The Animators(24)
I look over at Mel. Mouth, Who the fuck is Johnny Seven-Figures?
Glynnis turns to me, and in the bright, loud voice of someone changing the subject: “Your name is quite the draw, Sharon.”
For fuck’s sake. How many times do we have to go through this. I grind my molars. “It’s. Scottish.”
“It’s awesome, is what it is,” Mel says. “I spent two hundred bucks changing my name legally from Melody to Mel and she gets to be Sharon Kisses for free.”
“I wish I could change it,” I mutter.
Mel chortles. “She’ll never change it. It gets her tail. Men shit when they hear the name Sharon Kisses. For serious.”
Mel’s voice dips, goes hoarse. She’s Drunk Mel now. Glynnis pushed her by talking up that goddamn Salon story. Now she’s acting out. Overcompensating. When Mel feels sad—and right now it strikes me that Mel is, in fact, very, very sad, and has been this whole summer—she tries to make up for it by manufacturing joy. I was a moron to hope there was any way of walking into this pretending to be sober.
Glynnis gives a nervous titter. My hand wraps around the microphone perched in front of me. I try to see if I can lift it. It’s nailed down.
Mel slaps my knee. “It’s cool. I got my demons, too. When my mom got knocked up with me, she was real dandy to do a DIY abort job because she was too cheap to go to the clinic, right? And she heard somewhere that an excess of vitamin C could kill a baby in utero. So she took a metric butt-ton of C, like orange juice injections straight up the cooter. As an adult? I almost never get sick. True story. Almost made it into the movie, that bit. But it just ended up making sweet, sweet love to the cutting room floor.”
She’s throttling her microphone now, too. I can see it loosening off the dash, unknowingly making purchase while she talks.
“It’s true,” Mel says. “It’s near impossible to overdose on vitamin C. You just end up shitting it out.”
Glynnis nearly chokes.
“Try that with other vitamins. Vitamin D? You’ll end up with a giant purple eye. Vitamin A? Testicles like pumpkins. But C? Just sluices on through, babe. Like me.”
Mel leans over the table and the microphone rips from the dash. There’s a spark, that electrical spit of a device cutting out. The sound engineer jumps up, waving his arms.
Mel says, “Crap.”
Glynnis freezes. Looks at me. And for the first time in the interview, I laugh. I laugh, and I don’t know what it means or where it’s coming from. But for once, I’m not forcing it.
“Oh ho,” Glynnis says. “You two. I think we’ll wrap it up here.”
—
I don’t talk on the elevator. The silence trails us out onto Sixth Avenue.
“I don’t know what your problem is,” Mel says. “She liked us. Aside from the broken mic. Why are you so moody all of a sudden?”
“My interpretation of a good interview is one where you don’t talk about how much tail I do or don’t get.”
“I was trying to guide her away from that stupid Salon article because I was sick of talking about it.
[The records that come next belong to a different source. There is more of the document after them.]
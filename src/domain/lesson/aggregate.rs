//! Lesson aggregate entity.
//!
//! A Lesson is a fixed-price offering whose price is shared by the students
//! that join it. It owns the recruiting status and the head count.
//!
//! # Design Decisions
//!
//! - **Amounts are integers**: a single currency, no minor units, no floats
//! - **Head count is a cache**: `current_student` mirrors the number of
//!   `ENROLLED` enrollments and only moves through `apply_capacity_delta`
//! - **Deadline is stored**: derived from `start_date` when the lesson is
//!   created or edited, never per request
//! - **No auto-reopen**: freeing a seat never moves `CLOSED` back to `ACTIVE`

use chrono::NaiveDate;
use serde::{Deserialize, Serialize};

use crate::domain::foundation::{LessonId, StateMachine, Timestamp, UserId};
use crate::domain::pricing::{PriceQuote, PricingCalculator};
use crate::domain::schedule::{CancellationWindow, DeadlinePolicy};

use super::{LessonError, LessonStatus, LessonTerms};

/// A signed unit change in a lesson's enrolled head count.
#[derive(Debug, Clone, Copy, PartialEq, Eq, Serialize, Deserialize)]
#[serde(rename_all = "snake_case")]
pub enum CapacityDelta {
    /// A student took a seat (+1).
    Join,
    /// A student released a seat (-1).
    Leave,
}

impl CapacityDelta {
    /// Signed value of the delta.
    pub fn value(&self) -> i32 {
        match self {
            CapacityDelta::Join => 1,
            CapacityDelta::Leave => -1,
        }
    }
}

/// What applying a capacity delta did to the lesson.
#[derive(Debug, Clone, Copy, PartialEq, Eq)]
pub struct CapacityChange {
    pub current_student: u32,
    /// True when this delta filled the last seat of an active lesson.
    pub auto_closed: bool,
}

/// Persisted shape of a lesson, used by storage adapters to rebuild the aggregate.
#[derive(Debug, Clone, PartialEq, Eq)]
pub struct LessonSnapshot {
    pub id: LessonId,
    pub teacher_id: UserId,
    pub title: String,
    pub amount: i64,
    pub min_student: u32,
    pub max_student: u32,
    pub current_student: u32,
    pub start_date: NaiveDate,
    pub end_date: NaiveDate,
    pub deadline: NaiveDate,
    pub status: LessonStatus,
    pub created_at: Timestamp,
    pub updated_at: Timestamp,
}

/// Lesson aggregate.
///
/// # Invariants
///
/// - `1 <= min_student <= max_student`
/// - `0 <= current_student <= max_student`
/// - `start_date <= end_date`
/// - `deadline < start_date`
/// - `Canceled` is never left
#[derive(Debug, Clone, PartialEq, Eq, Serialize, Deserialize)]
pub struct Lesson {
    id: LessonId,
    teacher_id: UserId,
    title: String,
    amount: i64,
    min_student: u32,
    max_student: u32,
    current_student: u32,
    start_date: NaiveDate,
    end_date: NaiveDate,
    deadline: NaiveDate,
    status: LessonStatus,
    created_at: Timestamp,
    updated_at: Timestamp,
}

impl Lesson {
    /// Creates a new recruiting lesson.
    ///
    /// # Errors
    ///
    /// - `ValidationFailed` if the terms are malformed or the start date is
    ///   not after the current date
    pub fn create(
        id: LessonId,
        teacher_id: UserId,
        terms: LessonTerms,
        policy: &DeadlinePolicy,
        now: Timestamp,
    ) -> Result<Self, LessonError> {
        let deadline = Self::checked_deadline(&terms, policy, now)?;

        Ok(Self {
            id,
            teacher_id,
            title: terms.title.trim().to_string(),
            amount: terms.amount,
            min_student: terms.min_student,
            max_student: terms.max_student,
            current_student: 0,
            start_date: terms.start_date,
            end_date: terms.end_date,
            deadline,
            status: LessonStatus::Active,
            created_at: now,
            updated_at: now,
        })
    }

    /// Rebuilds a lesson from storage, re-checking the invariants.
    pub fn reconstitute(snapshot: LessonSnapshot) -> Result<Self, LessonError> {
        let terms = LessonTerms {
            title: snapshot.title,
            amount: snapshot.amount,
            min_student: snapshot.min_student,
            max_student: snapshot.max_student,
            start_date: snapshot.start_date,
            end_date: snapshot.end_date,
        };
        terms.validate()?;
        if snapshot.current_student > snapshot.max_student {
            return Err(LessonError::validation(
                "current_student",
                format!(
                    "{} exceeds max_student {}",
                    snapshot.current_student, snapshot.max_student
                ),
            ));
        }
        if snapshot.deadline >= snapshot.start_date {
            return Err(LessonError::validation(
                "deadline",
                "must fall before start_date",
            ));
        }

        Ok(Self {
            id: snapshot.id,
            teacher_id: snapshot.teacher_id,
            title: terms.title,
            amount: terms.amount,
            min_student: terms.min_student,
            max_student: terms.max_student,
            current_student: snapshot.current_student,
            start_date: terms.start_date,
            end_date: terms.end_date,
            deadline: snapshot.deadline,
            status: snapshot.status,
            created_at: snapshot.created_at,
            updated_at: snapshot.updated_at,
        })
    }

    /// Flattens the lesson for storage.
    pub fn snapshot(&self) -> LessonSnapshot {
        LessonSnapshot {
            id: self.id,
            teacher_id: self.teacher_id.clone(),
            title: self.title.clone(),
            amount: self.amount,
            min_student: self.min_student,
            max_student: self.max_student,
            current_student: self.current_student,
            start_date: self.start_date,
            end_date: self.end_date,
            deadline: self.deadline,
            status: self.status,
            created_at: self.created_at,
            updated_at: self.updated_at,
        }
    }

    // ── accessors ──────────────────────────────────────────────────────────

    pub fn id(&self) -> LessonId {
        self.id
    }

    pub fn teacher_id(&self) -> &UserId {
        &self.teacher_id
    }

    pub fn title(&self) -> &str {
        &self.title
    }

    pub fn amount(&self) -> i64 {
        self.amount
    }

    pub fn min_student(&self) -> u32 {
        self.min_student
    }

    pub fn max_student(&self) -> u32 {
        self.max_student
    }

    pub fn current_student(&self) -> u32 {
        self.current_student
    }

    pub fn start_date(&self) -> NaiveDate {
        self.start_date
    }

    pub fn end_date(&self) -> NaiveDate {
        self.end_date
    }

    pub fn deadline(&self) -> NaiveDate {
        self.deadline
    }

    pub fn status(&self) -> LessonStatus {
        self.status
    }

    pub fn created_at(&self) -> Timestamp {
        self.created_at
    }

    pub fn updated_at(&self) -> Timestamp {
        self.updated_at
    }

    // ── queries ────────────────────────────────────────────────────────────

    /// Current group-buying price.
    pub fn price_quote(&self) -> PriceQuote {
        PricingCalculator::quote(self.amount, self.min_student, self.current_student)
    }

    /// Seats still open.
    pub fn remaining_seats(&self) -> u32 {
        self.max_student - self.current_student
    }

    pub fn is_full(&self) -> bool {
        self.current_student >= self.max_student
    }

    /// True once the start date has been reached.
    pub fn has_started(&self, now: Timestamp) -> bool {
        now.date() >= self.start_date
    }

    /// Which cancellation path is open to enrolled students at `now`.
    pub fn cancellation_window(&self, now: Timestamp) -> CancellationWindow {
        DeadlinePolicy::window_at(now, self.deadline)
    }

    /// Fails with `Forbidden` unless `user_id` is the owning teacher.
    pub fn ensure_owned_by(&self, user_id: &UserId) -> Result<(), LessonError> {
        if &self.teacher_id != user_id {
            return Err(LessonError::forbidden(self.id, user_id.clone()));
        }
        Ok(())
    }

    /// Checks that a new student could take a seat right now.
    ///
    /// A canceled lesson always reports `NotActive`. Otherwise capacity is
    /// checked before status, so a lesson that auto-closed because its last
    /// seat was just taken reports `Full`, not `NotActive`.
    pub fn check_admission(&self) -> Result<(), LessonError> {
        if self.status == LessonStatus::Canceled {
            return Err(LessonError::not_active(self.id, self.status));
        }
        if self.is_full() {
            return Err(LessonError::full(self.id, self.max_student));
        }
        if !self.status.accepts_enrollments() {
            return Err(LessonError::not_active(self.id, self.status));
        }
        Ok(())
    }

    // ── commands ───────────────────────────────────────────────────────────

    /// Applies a head-count change. The only path that mutates `current_student`.
    ///
    /// Filling the last seat of an `Active` lesson closes it in the same step.
    ///
    /// # Errors
    ///
    /// - `Full` if a `Join` would exceed `max_student`
    /// - `CapacityUnderflow` if a `Leave` would go below zero
    pub fn apply_capacity_delta(
        &mut self,
        delta: CapacityDelta,
        now: Timestamp,
    ) -> Result<CapacityChange, LessonError> {
        match delta {
            CapacityDelta::Join => {
                if self.is_full() {
                    return Err(LessonError::full(self.id, self.max_student));
                }
                self.current_student += 1;
            }
            CapacityDelta::Leave => {
                if self.current_student == 0 {
                    return Err(LessonError::CapacityUnderflow(self.id));
                }
                self.current_student -= 1;
            }
        }

        let auto_closed = self.close_if_full();
        self.updated_at = now;

        Ok(CapacityChange {
            current_student: self.current_student,
            auto_closed,
        })
    }

    /// Teacher-driven status change. Returns the previous status.
    ///
    /// Reopening a lesson with no free seat leaves it `Closed`.
    ///
    /// # Errors
    ///
    /// - `InvalidTransition` when leaving `Canceled`
    pub fn set_status(
        &mut self,
        target: LessonStatus,
        now: Timestamp,
    ) -> Result<LessonStatus, LessonError> {
        let previous = self.status;
        self.status = previous
            .transition_to(target)
            .map_err(|_| LessonError::invalid_transition(previous, target))?;
        self.close_if_full();
        self.updated_at = now;
        Ok(previous)
    }

    /// Replaces the teacher-editable terms and re-derives the deadline.
    ///
    /// Returns true if the new capacity closed an active lesson.
    ///
    /// # Errors
    ///
    /// - `NotActive` if the lesson is canceled
    /// - `AlreadyStarted` once the start date has been reached
    /// - `ValidationFailed` if the terms are malformed, the new start date is
    ///   not after today, or `max_student` drops below the enrolled count
    pub fn update_terms(
        &mut self,
        terms: LessonTerms,
        policy: &DeadlinePolicy,
        now: Timestamp,
    ) -> Result<bool, LessonError> {
        if self.status == LessonStatus::Canceled {
            return Err(LessonError::not_active(self.id, self.status));
        }
        if self.has_started(now) {
            return Err(LessonError::AlreadyStarted(self.id));
        }
        let deadline = Self::checked_deadline(&terms, policy, now)?;
        if terms.max_student < self.current_student {
            return Err(LessonError::validation(
                "max_student",
                format!(
                    "cannot be lower than the {} students already enrolled",
                    self.current_student
                ),
            ));
        }

        self.title = terms.title.trim().to_string();
        self.amount = terms.amount;
        self.min_student = terms.min_student;
        self.max_student = terms.max_student;
        self.start_date = terms.start_date;
        self.end_date = terms.end_date;
        self.deadline = deadline;
        self.updated_at = now;

        Ok(self.close_if_full())
    }

    fn close_if_full(&mut self) -> bool {
        if self.status == LessonStatus::Active && self.is_full() {
            self.status = LessonStatus::Closed;
            return true;
        }
        false
    }

    fn checked_deadline(
        terms: &LessonTerms,
        policy: &DeadlinePolicy,
        now: Timestamp,
    ) -> Result<NaiveDate, LessonError> {
        terms.validate()?;
        if terms.start_date <= now.date() {
            return Err(LessonError::validation(
                "start_date",
                "must be after the current date",
            ));
        }
        Ok(policy.compute_deadline(terms.start_date)?)
    }
}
It’s called a joke.”
“It wasn’t funny. No one thought it was funny.”
“Well, congratulations. You’ve finally kicked your sense of humor into submission.”
We go underground. I lead us silently to the Brooklyn-bound track. The news has been threatening a heat wave all week. The air presses down on us. We wait.
“All right,” Mel says. “Fine. Don’t talk.” She walks to the edge of the platform, leans out to look for headlights. Jingles the change in her pockets. Finally tugs her Moleskine from her bag and kneels down. The picture spools out quick and dark: an enormous Hispanic lady in a muumuu. I glance down the platform. The lady is there, flapping a copy of The Watchtower at her face, unaware that Mel is drawing her.
Mel rears back, takes a long look at what she’s done. Retouches something small at the top. I look over. Little men dressed as bank robbers run from the lady’s ear. The lady stares dead-eyed into space. Below her, in bubble letters:
DER.
Mel scratches it out. Tries again:
DURRRR.
I unclench my jaw long enough to say, “Why didn’t you back me up when she said that thing about me being an enigma? About what kind of stake I had in this? What the fuck was that?”
“She wanted to know more about you because you are interesting, Sharon,” she says. “Not that you make that easy for anyone.”
“We’re supposed to be a team. You would have remembered that if you hadn’t walked into NPR so fucked up your blood alcohol level could have powered a commercial jet.”
She snorts. “If your writing was that colorful, I wouldn’t have to live and die in the studio every day.” Her mouth clamps down in regret as soon as she says it.
“I’m sorry. This, coming from someone who hasn’t worked a day in two months?”
She lifts her arms, lets them fall to her sides. “The studio’s not the most welcoming place right now. There’s not much I can say to you that doesn’t piss you off. I can’t win. This is why people don’t get married.”
“This is why people like you don’t get married.”
“Well, hell’s bells. I could have told you that.” She’s standing now, pale and sweaty. I can see cracks in her lips.